What connects brands like Drizly, Harper Wilde, Peloton, Warby Parker and Birchbox?
They are all ‘disruptor brands’, according to the Interactive Advertising Bureau (IAB), and they now feature in the shopping habits of 48 percent of all US customers.
These digitally-savvy new kids on the block are born from the UX precedents of the likes of Uber, and the subscription empire led by Spotify and Netflix. Under the bonnet, they are data-led and agile, focused on low-cost, flexible supply-chains, and direct dealings with their customer base.
They cater to on-demand culture (an expectation of consumers today), delivering everything from fitness tracking, craft beer, shaving kits, and makeup, but ultimately, they strive to offer customers an experience they can’t get from incumbents.
The disruptor brand model
In its Disrupting Brand Preference report— based on a survey of more than 3,000 consumers— the IAB said that familiar household brands across most consumer markets— think Kellogg’s, Del Monte, Hershey’s— have enjoyed the stability of first-mover advantage.
These ‘indirect brands’ have created their value by dominating in TV advertising, building capital-intensive supply chains and extracting value through a “series of third-party handoffs”, such as to other publishers and brands.
In the last decade, emerging disruptor brands, on the other hand, have opted for flexible, leased or rented supply chain facilities, and strive to create in their value in the direct relationships they have with customers.
Maintaining lifetime value
This barebones but direct approach is working. Disruptor brands are attracting a younger demographic of shoppers who consciously choose their brands as a means of self-expression.
They embrace the ability to contribute ideas and feedback and engage with brand communities— and expect 24/7 omnichannel access.
According to the IAB, successful disruptor brands are building loyalty and lifetime value from these users through cross-channel interactions, with search, shopping, and social media sites are approaching parity with TV for brand discovery.
Influencers are the “advertising” of the modern consumer economy, the report added, and wield their greatest power during initial purchase consideration and further down the purchase funnel.
Building brand communities
“Unlike many traditional brands, direct brands and those disrupting the disruptors, have embraced consumers and built community,” said Randall Rothenberg, CEO at the IAB. “Today’s consumer expects access and input into the companies they support.
“This deeper relationship not only shows up in loyalty but actually perpetuates two-way value for both consumer and brand—in the creation of self-as-a-brand and building brand awareness through influence.”
The advertising body cautioned brands and retailers not to discredit the social activities of younger consumers as ‘incidental’ or ‘frivolous’.
“The differences between disruptor brand consumers and incumbent-only shoppers are stark.

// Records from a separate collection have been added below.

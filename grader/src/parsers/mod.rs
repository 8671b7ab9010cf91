//! # Parsers
//!
//! This module is responsible for parsing the report files a submission may
//! contain. Each sub-module is dedicated to one report format.
//!
//! The parsers implemented in this module adhere to the `ReportParser` trait,
//! ensuring a consistent interface across report formats.
//!
//! The available parsers are:
//! - [`performance_parser`]: For parsing sklearn-style classification reports.

pub mod performance_parser;
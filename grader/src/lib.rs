//! # Grader Library
//!
//! This module provides the core logic for evaluating a student submission of
//! the Student Performance Classifier project. It supports checking that the
//! required artifacts exist, parsing the classification report, scoring the
//! extracted metrics against the fixed rubric, and generating a result with
//! feedback.
//!
//! ## Key Concepts
//! - **GradingJob**: The main struct representing an evaluation run for a single submission.
//! - **Parsers**: Report parsers behind the `ReportParser` trait seam.
//! - **Scorer**: Fixed thresholds and the all-or-nothing-per-criterion rubric.
//! - **Evaluation**: Immutable result with pass flag, points, and ordered feedback.

pub mod error;
pub mod parsers;
pub mod report;
pub mod scorer;
pub mod submission;
pub mod traits;

use crate::error::GraderError;
use crate::parsers::performance_parser::ClassificationReportParser;
use crate::report::Evaluation;
use crate::traits::report_parser::ReportParser;

use log::{info, warn};
use std::path::PathBuf;

/// Represents an evaluation run for a single student submission.
///
/// # Fields
/// - `submission_dir`: Directory holding the submitted artifacts.
/// - `required_files`: Artifact names that must be present before any parsing happens.
pub struct GradingJob {
    submission_dir: PathBuf,
    required_files: Vec<String>,
}

impl GradingJob {
    /// Create a new evaluation run for the given submission directory, with
    /// the default required artifacts.
    pub fn new(submission_dir: impl Into<PathBuf>) -> Self {
        Self {
            submission_dir: submission_dir.into(),
            required_files: submission::REQUIRED_FILES
                .iter()
                .map(|s| s.to_string())
                .collect(),
        }
    }

    /// Override the set of required artifact names.
    pub fn with_required_files(mut self, required_files: Vec<String>) -> Self {
        self.required_files = required_files;
        self
    }

    /// Run the evaluation and produce a result.
    ///
    /// # Steps
    /// 1. Verifies the submission directory exists.
    /// 2. Verifies every required artifact is present, listing each missing one.
    /// 3. Reads and parses the performance report.
    /// 4. Scores accuracy and average F1 against the rubric.
    ///
    /// Every failure path returns a fully-formed zero-point [`Evaluation`]
    /// with descriptive feedback; no error escapes to the caller.
    pub fn evaluate(self) -> Evaluation {
        let mut feedback: Vec<String> = Vec::new();

        if let Err(err) = submission::check_submission_dir(&self.submission_dir) {
            warn!("{}", err.message());
            feedback.push("Submission directory missing".to_string());
            return Evaluation::failure(feedback);
        }

        let missing =
            submission::missing_required_files(&self.submission_dir, &self.required_files);
        if !missing.is_empty() {
            for name in missing {
                warn!("Missing required file: {}", name);
                feedback.push(format!("Missing required file: {}", name));
            }
            return Evaluation::failure(feedback);
        }

        let report_text = match submission::read_report(&self.submission_dir) {
            Ok(text) => text,
            Err(err) => {
                warn!("{}", err.message());
                feedback.push(format!(
                    "Error reading {}: {}",
                    submission::REPORT_FILE,
                    err.message()
                ));
                return Evaluation::failure(feedback);
            }
        };

        let metrics = match ClassificationReportParser.parse(&report_text) {
            Ok(metrics) => metrics,
            Err(err) => {
                warn!("{}", err.message());
                feedback.push(format!(
                    "Error parsing {}: {}",
                    submission::REPORT_FILE,
                    err.message()
                ));
                return Evaluation::failure(feedback);
            }
        };

        let accuracy = match metrics.accuracy {
            Some(value) => value,
            None => {
                let err = GraderError::MissingMetric(format!(
                    "Could not parse accuracy from {}",
                    submission::REPORT_FILE
                ));
                warn!("{}", err.message());
                feedback.push(err.message().to_string());
                return Evaluation::failure(feedback);
            }
        };
        let f1 = metrics.f1_average();

        feedback.push(format!("Accuracy: {:.3}", accuracy));
        feedback.push(format!("F1 Score: {:.3}", f1));

        let outcome = scorer::score_metrics(accuracy, f1);
        feedback.push(outcome.summary.to_string());

        info!(
            "Evaluation complete: accuracy={:.4} f1={:.4} points={} passed={}",
            accuracy, f1, outcome.points, outcome.passed
        );

        Evaluation::new(outcome.passed, outcome.points, feedback)
    }
}

#[cfg(test)]
mod tests {
    use super::*;
    use std::fs;
    use std::path::Path;
    use tempfile::TempDir;

    const PASSING_REPORT: &str = "\
              precision    recall  f1-score   support

           0       0.91      0.89      0.90       120
           1       0.84      0.87      0.85       100

    accuracy                           0.88       220
   macro avg       0.87      0.88      0.88       220
weighted avg       0.88      0.88      0.88       220
";

    fn write_submission(dir: &Path, report: &str) {
        fs::write(dir.join(submission::REPORT_FILE), report).expect("write report");
        fs::write(dir.join(submission::CONFUSION_MATRIX_FILE), "png").expect("write png");
        fs::write(dir.join(submission::ROC_CURVE_FILE), "png").expect("write png");
    }

    #[test]
    fn test_evaluate_happy_path() {
        let dir = TempDir::new().expect("create temp dir");
        write_submission(dir.path(), PASSING_REPORT);

        let evaluation = GradingJob::new(dir.path()).evaluate();
        assert!(evaluation.passed);
        assert_eq!(evaluation.points, 150);
        assert_eq!(
            evaluation.feedback,
            vec![
                "Accuracy: 0.880".to_string(),
                "F1 Score: 0.875".to_string(),
                "All criteria met! Excellent work.".to_string(),
            ]
        );
        assert_eq!(evaluation.exit_code(), 0);
    }

    #[test]
    fn test_evaluate_missing_directory() {
        let dir = TempDir::new().expect("create temp dir");
        let job = GradingJob::new(dir.path().join("does_not_exist"));

        let evaluation = job.evaluate();
        assert!(!evaluation.passed);
        assert_eq!(evaluation.points, 0);
        assert_eq!(
            evaluation.render(),
            "Passed: False\n\
             Points: 0\n\
             Feedback:\n\
             - Submission directory missing\n"
        );
        assert_eq!(evaluation.exit_code(), 1);
    }

    #[test]
    fn test_evaluate_lists_each_missing_file() {
        let dir = TempDir::new().expect("create temp dir");
        fs::write(dir.path().join(submission::CONFUSION_MATRIX_FILE), "png")
            .expect("write png");

        let evaluation = GradingJob::new(dir.path()).evaluate();
        assert!(!evaluation.passed);
        assert_eq!(evaluation.points, 0);
        assert_eq!(
            evaluation.feedback,
            vec![
                format!("Missing required file: {}", submission::REPORT_FILE),
                format!("Missing required file: {}", submission::ROC_CURVE_FILE),
            ]
        );
    }

    #[test]
    fn test_evaluate_unreadable_report() {
        let dir = TempDir::new().expect("create temp dir");
        // A directory in place of the report satisfies the existence check for
        // the other artifacts but fails the read.
        fs::create_dir(dir.path().join(submission::REPORT_FILE)).expect("create dir");
        fs::write(dir.path().join(submission::CONFUSION_MATRIX_FILE), "png").expect("write png");
        fs::write(dir.path().join(submission::ROC_CURVE_FILE), "png").expect("write png");

        let evaluation = GradingJob::new(dir.path())
            .with_required_files(vec![
                submission::CONFUSION_MATRIX_FILE.to_string(),
                submission::ROC_CURVE_FILE.to_string(),
            ])
            .evaluate();
        assert!(!evaluation.passed);
        assert_eq!(evaluation.points, 0);
        assert_eq!(evaluation.feedback.len(), 1);
        assert!(
            evaluation.feedback[0]
                .starts_with(&format!("Error reading {}", submission::REPORT_FILE)),
            "got: {}",
            evaluation.feedback[0]
        );
    }

    #[test]
    fn test_evaluate_unparsable_accuracy() {
        let dir = TempDir::new().expect("create temp dir");
        write_submission(dir.path(), "Training complete.\nBest model saved.\n");

        let evaluation = GradingJob::new(dir.path()).evaluate();
        assert!(!evaluation.passed);
        assert_eq!(evaluation.points, 0);
        assert_eq!(
            evaluation.feedback,
            vec![format!(
                "Could not parse accuracy from {}",
                submission::REPORT_FILE
            )]
        );
    }

    #[test]
    fn test_evaluate_accuracy_below_threshold() {
        let dir = TempDir::new().expect("create temp dir");
        let report = "\
           0       0.80      0.80      0.80       100
           1       0.80      0.80      0.80       100

    accuracy                           0.849       200
";
        write_submission(dir.path(), report);

        let evaluation = GradingJob::new(dir.path()).evaluate();
        assert!(!evaluation.passed);
        assert_eq!(evaluation.points, 75);
        assert_eq!(
            evaluation.feedback,
            vec![
                "Accuracy: 0.849".to_string(),
                "F1 Score: 0.800".to_string(),
                "F1 score requirement met, but accuracy needs improvement.".to_string(),
            ]
        );
    }

    #[test]
    fn test_evaluate_zero_class_rows_defaults_f1() {
        let dir = TempDir::new().expect("create temp dir");
        write_submission(dir.path(), "    accuracy                           0.91       180\n");

        let evaluation = GradingJob::new(dir.path()).evaluate();
        assert!(!evaluation.passed);
        assert_eq!(evaluation.points, 100);
        assert_eq!(
            evaluation.feedback,
            vec![
                "Accuracy: 0.910".to_string(),
                "F1 Score: 0.000".to_string(),
                "Accuracy requirement met, but F1 score needs improvement.".to_string(),
            ]
        );
    }
}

For disruptor brand consumers, social behaviors are calculated and deliberate, feeding their need for self-expression,” said Sue Hogan, the IAB’s Senior Vice President of Research and Measurement.
While clear differences exist between disruptors and incumbent brands, however, it’s not to say consumers are mutually exclusive to one or another. While 52 percent of incumbent-only shoppers do not buy any direct brands, all disruptor brand buyers still buy from incumbents.